Les monstres d’Universal Studio. Leur simple mention suffit à déclencher tout un imaginaire peuplé de vampires, loup-garou et autres momies. En 1945 le genre horrifique est alors en plein essor. Le public se précipite dans les salles et dans les drive-in américains à la recherche de sensations fortes et d’un exotisme merveilleux. La maison de Dracula est directement né de ce succès puisqu’il s’agit de la suite directe de La maison de Frankenstein (notez l’originalité des titres) réalisé par le même Erle C. Kenton qui avait probablement sa piscine à finir.
Or, le succès n’a pas seulement provoqué la sortie d’un second opus, il semble également avoir eu une incidence sur son histoire et sa conception. Contrairement à ce que son titre peut laisser entendre, La maison de Dracula ne met pas en scène Dracula. Enfin pas seulement. Le film de Kenton propose de faire se rencontrer Dracula, le Loup-Garou et la créature de Frankenstein au sein d’un même lieu : la clinique du professeur Edelman. Car ce bon professeur est spécialiste de problèmes que tous les autres médecins refusent de traiter : appétence insatiable pour le sang, pilosité extrême, impossibilité de s’exprimer autrement que par des grognements, vous voyez le genre quoi. Rien de plus naturel donc, pour que nos trois zigues sonnent à la porte de la clinique du professeur en espérant y trouver quelques remèdes à leurs désagréments.
Le scénario du film est donc entièrement contenu dans son concept, celui de représenter dans un même espace les trois monstres les plus populaires du moment. Pour être technique et un tout petit peu barbant, disons tout de même que ce film répond au doux nom de « transfiction ». Rendue populaire avec des œuvres récentes comme Avengers (Joss Whedon, 2012), la transfiction propose de représenter dans une même œuvre des personnages empruntés à d’autres univers fictionnels. La plus célèbre transfiction télévisuelle actuelle est probablement Once upon a time, qui fait de tous les personnages de contes de fées les habitants d’un même village. Vous l’aurez compris, la transfiction répond à une demande plutôt commerciale que franchement artistique.
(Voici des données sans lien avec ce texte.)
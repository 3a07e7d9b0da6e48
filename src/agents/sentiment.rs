//! Sentiment analysis (positive / negative / neutral with reasons).
//!
//! Three ways in: a single text, the built-in example set, or a batch file
//! with one text per line. The interactive mode lives in the CLI on top of
//! [`interactive::run_loop`](crate::agents::core::interactive::run_loop).

use std::path::Path;

use tracing::info;

use crate::agents::{AgentContext, failure_message, require_input};
use crate::error::AppError;

pub const TEMPLATE: &str = "sentiment.txt";

/// Example texts analysed by the `--examples` mode.
pub const EXAMPLES: &[&str] = &[
    "วันนี้อากาศดีมากและฉันมีความสุข",
    "ฉันเศร้ามากวันนี้ เพราะสอบตก",
    "อาหารนี้รสชาติธรรมดา ไม่ดีไม่เลว",
    "ขอบคุณมากครับ คุณช่วยฉันได้มาก",
    "ฉันโกรธมากที่ถูกหลอก",
    "ร้านนี้บริการแย่มาก ไม่แนะนำ",
    "ภาพยนตร์เรื่องนี้สนุกดี น่าดู",
    "งานนี้น่าเบื่อ ทำไม่เสร็จซักที",
];

/// One analysed line of a batch file.
#[derive(Debug, Clone, PartialEq, Eq)]
pub struct BatchItem {
    /// 1-based line number in the source file.
    pub line: usize,
    pub text: String,
    pub result: String,
}

pub struct SentimentAgent {
    ctx: AgentContext,
}

impl SentimentAgent {
    pub fn new(ctx: AgentContext) -> Self {
        Self { ctx }
    }

    pub async fn analyze(&self, text: &str) -> String {
        let text = match require_input(text, "text") {
            Ok(t) => t,
            Err(e) => return e.to_string(),
        };
        match self.ctx.run_template(TEMPLATE, [("text", text)]).await {
            Ok(result) => {
                info!(chars = text.chars().count(), "sentiment analysis completed");
                result
            }
            Err(e) => failure_message("sentiment", &e),
        }
    }

    /// Analyse [`EXAMPLES`] in order.
    pub async fn analyze_examples(&self) -> Vec<(String, String)> {
        let mut out = Vec::with_capacity(EXAMPLES.len());
        for text in EXAMPLES {
            out.push((text.to_string(), self.analyze(text).await));
        }
        out
    }

    /// Analyse every non-blank line of `path`. Blank lines keep their number
    /// but produce no item.
    pub async fn analyze_file(&self, path: &Path) -> Result<Vec<BatchItem>, AppError> {
        let content = tokio::fs::read_to_string(path)
            .await
            .map_err(|e| AppError::Input(format!("cannot read {}: {e}", path.display())))?;
        info!(path = %path.display(), lines = content.lines().count(), "sentiment batch");

        let mut items = Vec::new();
        for (idx, line) in content.lines().enumerate() {
            let text = line.trim();
            if text.is_empty() {
                continue;
            }
            items.push(BatchItem { line: idx + 1, text: text.to_string(), result: self.analyze(text).await });
        }
        Ok(items)
    }
}

#[cfg(test)]
mod tests {
    use super::*;
    use crate::agents::testing::scripted_context;
    use tempfile::TempDir;

    #[tokio::test]
    async fn analyze_uses_template() {
        let (ctx, scripted) = scripted_context(["Positive: the speaker is happy"]);
        let out = SentimentAgent::new(ctx).analyze(EXAMPLES[0]).await;
        assert_eq!(out, "Positive: the speaker is happy");
        assert!(scripted.prompts()[0].contains(EXAMPLES[0]));
    }

    #[tokio::test]
    async fn batch_file_skips_blank_lines_and_keeps_numbers() {
        let dir = TempDir::new().unwrap();
        let path = dir.path().join("batch_texts.txt");
        std::fs::write(&path, "great day\n\n  \nterrible service\n").unwrap();
        let (ctx, _) = scripted_context(["positive", "negative"]);
        let items = SentimentAgent::new(ctx).analyze_file(&path).await.unwrap();
        assert_eq!(items.len(), 2);
        assert_eq!(items[0].line, 1);
        assert_eq!(items[1].line, 4);
        assert_eq!(items[1].result, "negative");
    }

    #[tokio::test]
    async fn missing_batch_file_errors() {
        let (ctx, _) = scripted_context(Vec::<String>::new());
        let err = SentimentAgent::new(ctx).analyze_file(Path::new("/nonexistent/batch.txt")).await.unwrap_err();
        assert!(matches!(err, AppError::Input(_)));
    }

    #[tokio::test]
    async fn examples_run_in_order() {
        let responses: Vec<String> = (0..EXAMPLES.len()).map(|i| format!("r{i}")).collect();
        let (ctx, _) = scripted_context(responses);
        let out = SentimentAgent::new(ctx).analyze_examples().await;
        assert_eq!(out.len(), EXAMPLES.len());
        assert_eq!(out[7].1, "r7");
    }
}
Nécessité commerciale et regard artistique sont-ils toutefois incompatibles ? L’envie de gros sous pour les patrons d’Universal est-elle nécessairement synonyme de plantage artistique pour La maison de Dracula ?
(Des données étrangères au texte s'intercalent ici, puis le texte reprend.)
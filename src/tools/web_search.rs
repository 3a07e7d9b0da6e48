//! DuckDuckGo web search with a fixed fallback chain.
//!
//! `search_with_fallback` tries, in order: the instant-answer API, the HTML
//! results page, then the API again with time words stripped from the query.
//! No backoff and no retries beyond that sequence.

use std::collections::HashMap;
use std::sync::LazyLock;
use std::time::Duration;

use regex::Regex;
use reqwest::{Client, Url};
use serde::Deserialize;
use tracing::{debug, info, warn};

use crate::config::SearchConfig;
use crate::error::AppError;

/// Prefix the ReAct loop treats as a finished answer.
pub const FINAL_ANSWER_PREFIX: &str = "Final Answer: ";

pub const EMPTY_QUERY_MESSAGE: &str = "Final Answer: The search query is empty or invalid.";

pub const SEARCH_UNAVAILABLE_MESSAGE: &str = "Final Answer: Sorry, search is unavailable right now. \
     Please try again later or rephrase the query.";

/// Time words dropped when building the simplified query.
const TIME_WORDS: &[&str] = &["ล่าสุด", "วันนี้", "latest", "today"];

/// Results taken from the API when retrying with the simplified query.
const SIMPLIFIED_MAX_RESULTS: usize = 3;

const USER_AGENT: &str = concat!("ollama-agents/", env!("CARGO_PKG_VERSION"));

static RESULT_RE: LazyLock<Regex> = LazyLock::new(|| {
    Regex::new(r#"(?s)class="result__a"[^>]*>(.*?)</a>.*?class="result__snippet"[^>]*>(.*?)</a>"#)
        .expect("result regex is valid")
});

// ── Backends ──────────────────────────────────────────────────────────────────

/// Where a query is sent.
#[derive(Debug, Clone)]
pub enum SearchBackend {
    /// `api.duckduckgo.com` instant answers (JSON).
    DuckDuckGoApi { url: String },
    /// `html.duckduckgo.com` result page, scraped for snippets.
    DuckDuckGoHtml { url: String },
    /// Fixed query → result table. Unknown queries return no results.
    Canned(HashMap<String, String>),
}

impl SearchBackend {
    pub fn name(&self) -> &'static str {
        match self {
            SearchBackend::DuckDuckGoApi { .. } => "api",
            SearchBackend::DuckDuckGoHtml { .. } => "html",
            SearchBackend::Canned(_) => "canned",
        }
    }

    /// Run one query. An empty string means no results.
    pub async fn search(&self, client: &Client, query: &str, max_results: usize) -> Result<String, AppError> {
        match self {
            SearchBackend::DuckDuckGoApi { url } => search_api(client, url, query, max_results).await,
            SearchBackend::DuckDuckGoHtml { url } => search_html(client, url, query, max_results).await,
            SearchBackend::Canned(table) => Ok(table.get(query).cloned().unwrap_or_default()),
        }
    }
}

#[derive(Debug, Default, Deserialize)]
#[serde(rename_all = "PascalCase")]
struct InstantAnswer {
    #[serde(default)]
    answer: String,
    #[serde(default)]
    abstract_text: String,
    #[serde(default)]
    definition: String,
    #[serde(default)]
    related_topics: Vec<RelatedTopic>,
}

#[derive(Debug, Deserialize)]
#[serde(untagged)]
enum RelatedTopic {
    Entry {
        #[serde(rename = "Text")]
        text: String,
    },
    Group {
        #[serde(rename = "Topics")]
        topics: Vec<RelatedTopic>,
    },
}

fn collect_topics(topics: &[RelatedTopic], out: &mut Vec<String>, max: usize) {
    for t in topics {
        if out.len() >= max {
            return;
        }
        match t {
            RelatedTopic::Entry { text } if !text.trim().is_empty() => out.push(text.trim().to_string()),
            RelatedTopic::Entry { .. } => {}
            RelatedTopic::Group { topics } => collect_topics(topics, out, max),
        }
    }
}

/// Flatten an instant-answer document into at most `max_results` lines.
fn format_instant_answer(doc: &InstantAnswer, max_results: usize) -> String {
    let mut lines: Vec<String> = [&doc.answer, &doc.abstract_text, &doc.definition]
        .into_iter()
        .map(|s| s.trim())
        .filter(|s| !s.is_empty())
        .map(str::to_string)
        .collect();
    lines.truncate(max_results);
    collect_topics(&doc.related_topics, &mut lines, max_results);
    lines.join("\n")
}

async fn search_api(client: &Client, url: &str, query: &str, max_results: usize) -> Result<String, AppError> {
    let url = Url::parse_with_params(
        url,
        &[("q", query), ("format", "json"), ("no_html", "1"), ("skip_disambig", "1")],
    )
    .map_err(|e| AppError::Tool(format!("search api: bad url: {e}")))?;

    let response = client
        .get(url)
        .send()
        .await
        .map_err(|e| AppError::Tool(format!("search api: request failed: {e}")))?;
    if !response.status().is_success() {
        return Err(AppError::Tool(format!("search api: HTTP {}", response.status())));
    }
    let doc = response
        .json::<InstantAnswer>()
        .await
        .map_err(|e| AppError::Tool(format!("search api: bad response: {e}")))?;
    Ok(format_instant_answer(&doc, max_results))
}

/// One result fragment as Markdown text, entities decoded.
fn fragment_text(html: &str) -> Result<String, AppError> {
    htmd::convert(html)
        .map(|md| md.split_whitespace().collect::<Vec<_>>().join(" "))
        .map_err(|e| AppError::Tool(format!("search html: convert fragment: {e}")))
}

/// Pull `title: snippet` lines out of a DuckDuckGo HTML result page.
fn parse_html_results(html: &str, max_results: usize) -> Result<String, AppError> {
    let mut lines = Vec::new();
    for caps in RESULT_RE.captures_iter(html) {
        if lines.len() >= max_results {
            break;
        }
        let title = fragment_text(&caps[1])?;
        let snippet = fragment_text(&caps[2])?;
        if snippet.is_empty() {
            continue;
        }
        lines.push(if title.is_empty() { snippet } else { format!("{title}: {snippet}") });
    }
    Ok(lines.join("\n"))
}

async fn search_html(client: &Client, url: &str, query: &str, max_results: usize) -> Result<String, AppError> {
    let url = Url::parse_with_params(url, &[("q", query)])
        .map_err(|e| AppError::Tool(format!("search html: bad url: {e}")))?;

    let response = client
        .get(url)
        .send()
        .await
        .map_err(|e| AppError::Tool(format!("search html: request failed: {e}")))?;
    if !response.status().is_success() {
        return Err(AppError::Tool(format!("search html: HTTP {}", response.status())));
    }
    let body = response
        .text()
        .await
        .map_err(|e| AppError::Tool(format!("search html: read body: {e}")))?;
    parse_html_results(&body, max_results)
}

// ── Tool ──────────────────────────────────────────────────────────────────────

/// Web search over a primary (API) and secondary (HTML) backend.
#[derive(Debug, Clone)]
pub struct SearchTool {
    client: Client,
    api: SearchBackend,
    html: SearchBackend,
    api_max_results: usize,
    html_max_results: usize,
    min_result_chars: usize,
}

impl SearchTool {
    pub fn new(api: SearchBackend, html: SearchBackend, config: &SearchConfig) -> Result<Self, AppError> {
        let client = Client::builder()
            .timeout(Duration::from_secs(config.timeout_seconds))
            .user_agent(USER_AGENT)
            .build()
            .map_err(|e| AppError::Tool(format!("failed to build HTTP client: {e}")))?;
        Ok(Self {
            client,
            api,
            html,
            api_max_results: config.api_max_results,
            html_max_results: config.html_max_results,
            min_result_chars: config.min_result_chars,
        })
    }

    /// DuckDuckGo API + HTML backends at the configured URLs.
    pub fn from_config(config: &SearchConfig) -> Result<Self, AppError> {
        Self::new(
            SearchBackend::DuckDuckGoApi { url: config.api_url.clone() },
            SearchBackend::DuckDuckGoHtml { url: config.html_url.clone() },
            config,
        )
    }

    fn acceptable(&self, result: &str) -> bool {
        result.trim().chars().count() > self.min_result_chars
    }

    async fn attempt(&self, backend: &SearchBackend, query: &str, max_results: usize) -> Option<String> {
        info!(backend = backend.name(), query, "searching");
        match backend.search(&self.client, query, max_results).await {
            Ok(result) if self.acceptable(&result) => Some(result),
            Ok(_) => {
                debug!(backend = backend.name(), "search returned too little text");
                None
            }
            Err(e) => {
                warn!(backend = backend.name(), error = %e, "search backend failed");
                None
            }
        }
    }

    /// Raw search through the fallback chain. `None` when every step missed.
    pub async fn search(&self, query: &str) -> Option<String> {
        let query = query.trim();
        if query.is_empty() {
            return None;
        }
        if let Some(r) = self.attempt(&self.api, query, self.api_max_results).await {
            return Some(r);
        }
        if let Some(r) = self.attempt(&self.html, query, self.html_max_results).await {
            return Some(r);
        }
        let simplified = simplify_query(query);
        if !simplified.is_empty() && simplified != query {
            info!(simplified = %simplified, "retrying with simplified query");
            return self.attempt(&self.api, &simplified, SIMPLIFIED_MAX_RESULTS).await;
        }
        None
    }

    /// Search and phrase the outcome as a finished ReAct answer.
    pub async fn search_with_fallback(&self, query: &str) -> String {
        if query.trim().is_empty() {
            return EMPTY_QUERY_MESSAGE.to_string();
        }
        match self.search(query).await {
            Some(result) => format!("{FINAL_ANSWER_PREFIX}{result}"),
            None => SEARCH_UNAVAILABLE_MESSAGE.to_string(),
        }
    }
}

/// Drop time words and collapse the remaining whitespace. A query without
/// time words comes back trimmed but otherwise unchanged.
pub fn simplify_query(query: &str) -> String {
    let query = query.trim();
    if !TIME_WORDS.iter().any(|w| query.contains(w)) {
        return query.to_string();
    }
    let mut q = query.to_string();
    for w in TIME_WORDS {
        q = q.replace(w, " ");
    }
    q.split_whitespace().collect::<Vec<_>>().join(" ")
}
Si, comme nous allons le voir, le scénario est loin d’être le point fort du film, ce dernier bénéficie tout de même d’une magnifique ambiance gothico-horrifique (ou horrifico-gothique, à vous de choisir). Kenton, en bon technicien, s’efforce de recréer une atmosphère dans laquelle le réel semble se dérober peu à peu. Comme un ogre vorace jamais insatiable, Hollywood semble avoir digéré l’expressionnisme allemand pour en proposer une version légèrement moins poétique, mais toute aussi travaillée esthétiquement. Conscient des limites du budget qu’on lui a alloué, Kenton joue beaucoup sur les effets de lumière, notamment en mettant en valeur les ombres de ses personnages. Ces ombres démesurées viennent se projeter sur les décors, créant ainsi une impression de menace sourde qui plane au-dessus des personnages. Ce jeu entre l’ombre et la lumière n’est pas seulement esthétique, mais narratif puisqu’il renvoie de manière métaphorique aux concepts de bon et de méchant. Qui est le vrai monstre ? La créature de Frankenstein, simplement éprise de liberté ? Ou bien les villageois qui armés de fourche et de torches veulent sa mise à mort ?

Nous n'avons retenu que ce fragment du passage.